Page 68 of Home Tears

The humming stopped, and she gazed over. “Henrietta.”

“What are you humming?”

“I’m not humming,” Henrietta clarified. “I sing in my head.”

“Why don’t you sing out loud?”

“Because they wouldn’t understand.”

“What do you mean?”

“The voices. The angels. They wouldn’t understand.”

“What wouldn’t they understand?”

“The angels are dead, but I’m singing about live folk. I can only sing in my head so that the angels don’t get mad.”

Henrietta glanced down the hallway and went back to humming. The volume rose a notch as Phyliss rounded the corner.

“She said you could come in for five minutes, but that’s all she has in her.” Phyliss nodded, and they both turned down the hallway. Outside of Sandra’s door, Phyliss knocked once and poked her head in. “We’re coming in, Sandra.”

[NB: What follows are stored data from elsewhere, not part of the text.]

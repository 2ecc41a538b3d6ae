//! Turns raw upstream layers into buildings, services and physical
//! objects in one local metric projection.

use std::collections::BTreeMap;
use std::f64::consts::PI;

use geo::Geometry;
use geojson::{Feature, FeatureCollection};
use serde_json::Value;
use sirtep_config::ParsingConfig;
use sirtep_provision_models::{
    Building, BuildingId, ObjectId, PhysicalObject, PlanarPoint, Service, ServiceId,
    ServiceTypeId,
};
use sirtep_spatial::projection::{self, LocalProjection};

use crate::{NormativeRecord, RawProject, UpstreamError};

/// Parsed project, ready for scheduling and the matrix builder.
#[derive(Debug, Clone, Default, PartialEq)]
pub struct ParsedProject {
    /// Living buildings with population estimates.
    pub buildings: Vec<Building>,
    /// Services with normalized capacity and radius.
    pub services: Vec<Service>,
    /// Physical objects with priorities.
    pub objects: Vec<PhysicalObject>,
}

impl ParsedProject {
    /// Distinct service types present, ascending.
    #[must_use]
    pub fn service_types(&self) -> Vec<ServiceTypeId> {
        let mut types: Vec<ServiceTypeId> = self.services.iter().map(|s| s.service_type).collect();
        types.sort_unstable();
        types.dedup();
        types
    }
}

/// Parses raw layers with explicit constants.
#[derive(Debug, Clone, Copy)]
pub struct ProjectParser {
    config: ParsingConfig,
}

fn int(value: Option<&Value>) -> Option<i64> {
    value.and_then(Value::as_i64)
}

fn num(value: Option<&Value>) -> Option<f64> {
    value.and_then(Value::as_f64).filter(|v| v.is_finite())
}

fn feature_geometry(feature: &Feature, local: &LocalProjection) -> Option<Geometry<f64>> {
    feature
        .geometry
        .as_ref()
        .and_then(projection::from_geojson)
        .map(|g| local.project(&g))
}

/// First entry of the `physical_objects` array of a building feature.
fn first_physical_object(feature: &Feature) -> Option<&Value> {
    feature
        .property("physical_objects")
        .and_then(Value::as_array)
        .and_then(|objects| objects.first())
}

impl ProjectParser {
    /// Parser using `config`.
    #[must_use]
    pub const fn new(config: ParsingConfig) -> Self {
        Self { config }
    }

    /// Parses every layer of `raw`. `priorities` is the profile's ordered
    /// list of physical object types.
    ///
    /// # Errors
    ///
    /// Returns [`UpstreamError::NoLivingBuildings`] if the building layer
    /// is empty or has no usable geometry.
    pub fn parse(&self, raw: &RawProject, priorities: &[i64]) -> Result<ParsedProject, UpstreamError> {
        if raw.buildings.features.is_empty() {
            return Err(UpstreamError::NoLivingBuildings {
                scenario_id: raw.scenario_id,
            });
        }

        let wgs84: Vec<Geometry<f64>> = [&raw.buildings, &raw.services, &raw.objects]
            .into_iter()
            .flat_map(|layer| layer.features.iter())
            .filter_map(|f| f.geometry.as_ref().and_then(projection::from_geojson))
            .collect();
        let Some(local) = LocalProjection::for_geometries(&wgs84) else {
            return Err(UpstreamError::NoLivingBuildings {
                scenario_id: raw.scenario_id,
            });
        };

        Ok(ParsedProject {
            buildings: self.parse_buildings(&raw.buildings, &local),
            services: self.parse_services(&raw.services, &raw.normatives, &local),
            objects: self.parse_objects(&raw.objects, priorities, &local),
        })
    }

    /// Population = footprint area × floors × living-area coefficient /
    /// metres per human. Missing floors take the mean of the known ones,
    /// or the configured default when none is known.
    #[must_use]
    pub fn parse_buildings(
        &self,
        layer: &FeatureCollection,
        local: &LocalProjection,
    ) -> Vec<Building> {
        struct Draft {
            id: BuildingId,
            location: Option<PlanarPoint>,
            area: f64,
            floors: Option<f64>,
        }

        let mut drafts = Vec::with_capacity(layer.features.len());
        for feature in &layer.features {
            let object = first_physical_object(feature);
            let Some(id) = int(object.and_then(|o| o.get("physical_object_id")))
                .or_else(|| int(feature.property("physical_object_id")))
            else {
                log::warn!("Skipping living building without physical_object_id");
                continue;
            };
            let floors = num(object
                .and_then(|o| o.get("building"))
                .and_then(|b| b.get("floors")))
            .filter(|f| *f > 0.0);
            let geometry = feature_geometry(feature, local);

            drafts.push(Draft {
                id: BuildingId(id),
                location: geometry.as_ref().and_then(projection::centroid),
                area: geometry.as_ref().map_or(0.0, projection::area),
                floors,
            });
        }

        let known: Vec<f64> = drafts.iter().filter_map(|d| d.floors).collect();
        #[allow(clippy::cast_precision_loss)]
        let fallback_floors = if known.is_empty() {
            self.config.default_floors
        } else {
            known.iter().sum::<f64>() / known.len() as f64
        };

        let buildings: Vec<Building> = drafts
            .into_iter()
            .map(|d| {
                let floors = d.floors.unwrap_or(fallback_floors);
                Building {
                    id: d.id,
                    location: d.location,
                    population: d.area * floors * self.config.living_area_coef
                        / self.config.metres_per_human,
                    footprint_area: d.area,
                    floors,
                    built_period: None,
                }
            })
            .collect();

        log::info!(
            "Parsed {} living buildings ({} with known floors, fallback {fallback_floors:.2})",
            buildings.len(),
            known.len()
        );
        buildings
    }

    /// Capacity is normalized by the per-1000 normative of the service
    /// type; radius = minutes × speed. Services without a weight, a
    /// capacity or a usable normative are dropped.
    #[must_use]
    pub fn parse_services(
        &self,
        layer: &FeatureCollection,
        normatives: &[NormativeRecord],
        local: &LocalProjection,
    ) -> Vec<Service> {
        let normatives: BTreeMap<ServiceTypeId, &NormativeRecord> =
            normatives.iter().map(|n| (n.service_type, n)).collect();
        let mut services = Vec::with_capacity(layer.features.len());
        let mut unweighted = 0_usize;

        for feature in &layer.features {
            let Some(id) = int(feature.property("service_id")) else {
                log::warn!("Skipping service without service_id");
                continue;
            };
            let service_type = feature.property("service_type");
            let Some(type_id) = int(service_type.and_then(|t| t.get("service_type_id")))
                .or_else(|| int(feature.property("service_type_id")))
            else {
                log::warn!("Skipping service {id} without a service type");
                continue;
            };
            let Some(weight) = num(service_type
                .and_then(|t| t.get("properties"))
                .and_then(|p| p.get("weight_value")))
            else {
                unweighted += 1;
                continue;
            };
            let Some(raw_capacity) = num(service_type.and_then(|t| t.get("capacity_modeled")))
                .or_else(|| num(feature.property("capacity")))
            else {
                log::warn!("Skipping service {id} without capacity");
                continue;
            };

            let normative = normatives.get(&ServiceTypeId(type_id));
            let Some((per_1000, minutes)) = normative.and_then(|n| {
                n.capacity_per_1000
                    .filter(|c| *c > 0.0)
                    .zip(n.time_availability_minutes.filter(|m| *m >= 0.0))
            }) else {
                log::warn!("Skipping service {id}: no usable normative for type {type_id}");
                continue;
            };

            let geometry = feature_geometry(feature, local);
            services.push(Service {
                id: ServiceId(id),
                service_type: ServiceTypeId(type_id),
                location: geometry.as_ref().and_then(projection::representative_point),
                capacity: raw_capacity * 1000.0 / per_1000,
                radius_m: minutes * self.config.travel_speed_kmh * 1000.0 / 60.0,
                footprint_area: geometry.as_ref().map_or(0.0, projection::area),
                weight,
                built_period: None,
            });
        }

        log::info!(
            "Parsed {} services ({unweighted} without weight dropped)",
            services.len()
        );
        services
    }

    /// Priority is the index of the object's type in `priorities`.
    /// Non-polygonal objects get the area of a circle with the configured
    /// buffer radius.
    #[must_use]
    pub fn parse_objects(
        &self,
        layer: &FeatureCollection,
        priorities: &[i64],
        local: &LocalProjection,
    ) -> Vec<PhysicalObject> {
        let buffer_area = PI * self.config.non_poly_objects_buffer_m.powi(2);
        let mut objects = Vec::with_capacity(layer.features.len());

        for feature in &layer.features {
            let Some(id) = int(feature.property("physical_object_id")) else {
                log::warn!("Skipping physical object without physical_object_id");
                continue;
            };
            let Some(object_type) = int(feature
                .property("physical_object_type")
                .and_then(|t| t.get("physical_object_type_id")))
            .or_else(|| int(feature.property("physical_object_type_id")))
            else {
                log::warn!("Skipping physical object {id} without a type");
                continue;
            };
            let Some(priority) = priorities.iter().position(|t| *t == object_type) else {
                log::warn!("Skipping physical object {id}: type {object_type} is not in the profile");
                continue;
            };

            let area = match feature_geometry(feature, local) {
                Some(g) if projection::is_areal(&g) => projection::area(&g),
                _ => buffer_area,
            };

            objects.push(PhysicalObject {
                id: ObjectId(id),
                object_type,
                priority,
                area,
            });
        }

        log::info!("Parsed {} physical objects", objects.len());
        objects
    }
}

Dani heard a creak and a rustling of bedsheets before she stepped around Phyliss and saw her grandmother. The white hair hung limply off her scalp, and the bedsheets seemed to overcome her grandmother’s pale form. She had a hospital nightgown on, and her eyes were numb.

Dani swallowed.

Phyliss had been watching her, gauging her reaction, so Dani smiled. “Thank you.”

Phyliss nodded and left the room quietly. She gently pulled the door shut behind her.

“You can sit.”

The order came out in a monotone voice. Her personality seemed washed out of her grandmother. Dani missed her already.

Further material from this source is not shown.